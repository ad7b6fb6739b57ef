//! Binding of states to actions.

use std::collections::HashMap;
use std::sync::Arc;

use crate::config::OscSettings;
use crate::schema_change::{
    actions::{
        Action, ActionDelegate, CreateGhostTableAction, MigrationServiceCleanResourcesAction,
        MigrationServiceCreateDataTaskAction, MigrationServiceModifyDataTaskAction,
        MigrationServiceStepSource, MonitorDataTaskAction, SwapTableAction,
        WorkerCleanResourcesAction, WorkerCreateDataTaskAction, WorkerModifyDataTaskAction,
        WorkerStepSource, YieldContextAction,
    },
    domain::OscState,
    ports::{ControlPlane, MigrationService},
};

/// Clients of both replication backends.
#[derive(Clone)]
pub struct BackendClients {
    /// Managed migration service.
    pub migration_service: Arc<dyn MigrationService>,
    /// Worker control plane.
    pub control_plane: Arc<dyn ControlPlane>,
}

impl std::fmt::Debug for BackendClients {
    fn fmt(&self, f: &mut std::fmt::Formatter<'_>) -> std::fmt::Result {
        f.debug_struct("BackendClients").finish_non_exhaustive()
    }
}

/// One action per non-terminal state.
#[derive(Clone, Default)]
pub struct StateActions {
    actions: HashMap<OscState, Arc<dyn Action>>,
}

impl StateActions {
    /// Creates an empty registry.
    #[must_use]
    pub fn new() -> Self {
        Self::default()
    }

    /// Binds `action` to `state`, replacing any earlier binding.
    #[must_use]
    pub fn bind(mut self, state: OscState, action: Arc<dyn Action>) -> Self {
        self.actions.insert(state, action);
        self
    }

    /// Returns the action bound to `state`.
    #[must_use]
    pub fn action_for(&self, state: OscState) -> Option<Arc<dyn Action>> {
        self.actions.get(&state).cloned()
    }

    /// Builds the production bindings for both backends.
    #[must_use]
    pub fn standard(clients: &BackendClients, settings: &OscSettings) -> Self {
        let service_source = || {
            MigrationServiceStepSource::new(
                Arc::clone(&clients.migration_service),
                settings.enable_full_verify,
                settings.monitor.service_checkpoint_lag_secs,
            )
        };
        let worker_source = || {
            WorkerStepSource::new(
                Arc::clone(&clients.control_plane),
                settings.monitor.worker_checkpoint_lag_secs,
            )
        };
        let delegate = |service: Arc<dyn Action>, worker: Arc<dyn Action>| -> Arc<dyn Action> {
            Arc::new(ActionDelegate::new(service, worker))
        };
        let failure_timeout = settings.monitor.failure_timeout_secs;

        Self::new()
            .bind(
                OscState::CreateGhostTables,
                Arc::new(CreateGhostTableAction::new()),
            )
            .bind(
                OscState::CreateDataTask,
                delegate(
                    Arc::new(MigrationServiceCreateDataTaskAction::new(
                        Arc::clone(&clients.migration_service),
                        settings.enable_full_verify,
                    )),
                    Arc::new(WorkerCreateDataTaskAction::new(
                        Arc::clone(&clients.control_plane),
                        settings.worker.clone(),
                    )),
                ),
            )
            .bind(
                OscState::MonitorDataTask,
                delegate(
                    Arc::new(MonitorDataTaskAction::new(service_source(), failure_timeout)),
                    Arc::new(MonitorDataTaskAction::new(worker_source(), failure_timeout)),
                ),
            )
            .bind(
                OscState::ModifyDataTask,
                delegate(
                    Arc::new(MigrationServiceModifyDataTaskAction::new(Arc::clone(
                        &clients.migration_service,
                    ))),
                    Arc::new(WorkerModifyDataTaskAction::new(Arc::clone(
                        &clients.control_plane,
                    ))),
                ),
            )
            .bind(
                OscState::SwapTable,
                delegate(
                    Arc::new(SwapTableAction::new(service_source(), settings.swap.clone())),
                    Arc::new(SwapTableAction::new(worker_source(), settings.swap.clone())),
                ),
            )
            .bind(
                OscState::CleanResource,
                delegate(
                    Arc::new(MigrationServiceCleanResourcesAction::new(Arc::clone(
                        &clients.migration_service,
                    ))),
                    Arc::new(WorkerCleanResourcesAction::new(Arc::clone(
                        &clients.control_plane,
                    ))),
                ),
            )
            .bind(OscState::YieldContext, Arc::new(YieldContextAction::new()))
    }
}

impl std::fmt::Debug for StateActions {
    fn fmt(&self, f: &mut std::fmt::Formatter<'_>) -> std::fmt::Result {
        let mut bound: Vec<&str> = self.actions.keys().map(|state| state.as_str()).collect();
        bound.sort_unstable();
        f.debug_struct("StateActions").field("bound", &bound).finish()
    }
}
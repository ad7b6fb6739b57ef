//! Domain model for online schema changes.
//!
//! A [`Schedule`] owns one [`ScheduleTask`] per table. Each task walks the
//! [`OscState`] graph, carrying its [`TaskParameters`] and the latest
//! observed [`TaskResult`]. Nothing in this module performs I/O.

mod error;
mod ids;
mod parameters;
mod result;
mod schedule;
mod state;
mod table;
mod versioning;

pub use error::{OscDomainError, ParseOscStateError, ParseTaskStatusError};
pub use ids::{ResourceId, ScheduleId, ScheduleTaskId};
pub use parameters::{
    Backend, ErrorStrategy, OriginTableCleanStrategy, RateLimitConfig, ScheduleParameters,
    SwapTableType, TASK_PARAMETERS_VERSION, TaskParameters,
};
pub use result::{
    FullVerificationResult, MigrationTaskStatus, PrecheckResult, StepName, StepResult, TaskResult,
    is_swap_table_ready, weighted_task_percentage,
};
pub use schedule::{PersistedScheduleData, PersistedScheduleTaskData, Schedule, ScheduleTask};
pub use state::{OscState, TaskStatus};
pub use table::{
    MAX_TABLE_NAME_LENGTH, TableDefinition, UniqueKey, archive_table_name,
    check_column_compatibility, check_table_eligible, check_table_name_length, ghost_table_name,
};
pub use versioning::{
    ParameterUpgradeError, TaskParametersUpgrader, UpgradeResult, decode_task_parameters,
    encode_task_parameters,
};
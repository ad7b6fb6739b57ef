//! Backend selection for backend-specific actions.

use async_trait::async_trait;
use std::sync::Arc;

use crate::schema_change::domain::Backend;

use super::{Action, ActionContext, ActionOutcome};

/// Routes each call to the variant matching the schedule backend.
#[derive(Clone)]
pub struct ActionDelegate {
    migration_service: Arc<dyn Action>,
    worker: Arc<dyn Action>,
}

impl ActionDelegate {
    /// Creates a delegate over both backend variants.
    #[must_use]
    pub fn new(migration_service: Arc<dyn Action>, worker: Arc<dyn Action>) -> Self {
        Self {
            migration_service,
            worker,
        }
    }

    /// Returns the variant serving `backend`.
    #[must_use]
    pub fn select(&self, backend: Backend) -> &dyn Action {
        match backend {
            Backend::MigrationService => self.migration_service.as_ref(),
            Backend::Worker => self.worker.as_ref(),
        }
    }
}

impl std::fmt::Debug for ActionDelegate {
    fn fmt(&self, f: &mut std::fmt::Formatter<'_>) -> std::fmt::Result {
        f.debug_struct("ActionDelegate").finish_non_exhaustive()
    }
}

#[async_trait]
impl Action for ActionDelegate {
    async fn execute(&self, context: &mut ActionContext) -> ActionOutcome {
        let backend = context.schedule().parameters().backend;
        self.select(backend).execute(context).await
    }

    async fn rollback(&self, context: &mut ActionContext) {
        let backend = context.schedule().parameters().backend;
        self.select(backend).rollback(context).await;
    }
}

################

**Task requirements:** Above are the records. How many of their lines hold "crate"? Answer with the number alone.

**Response box:** 3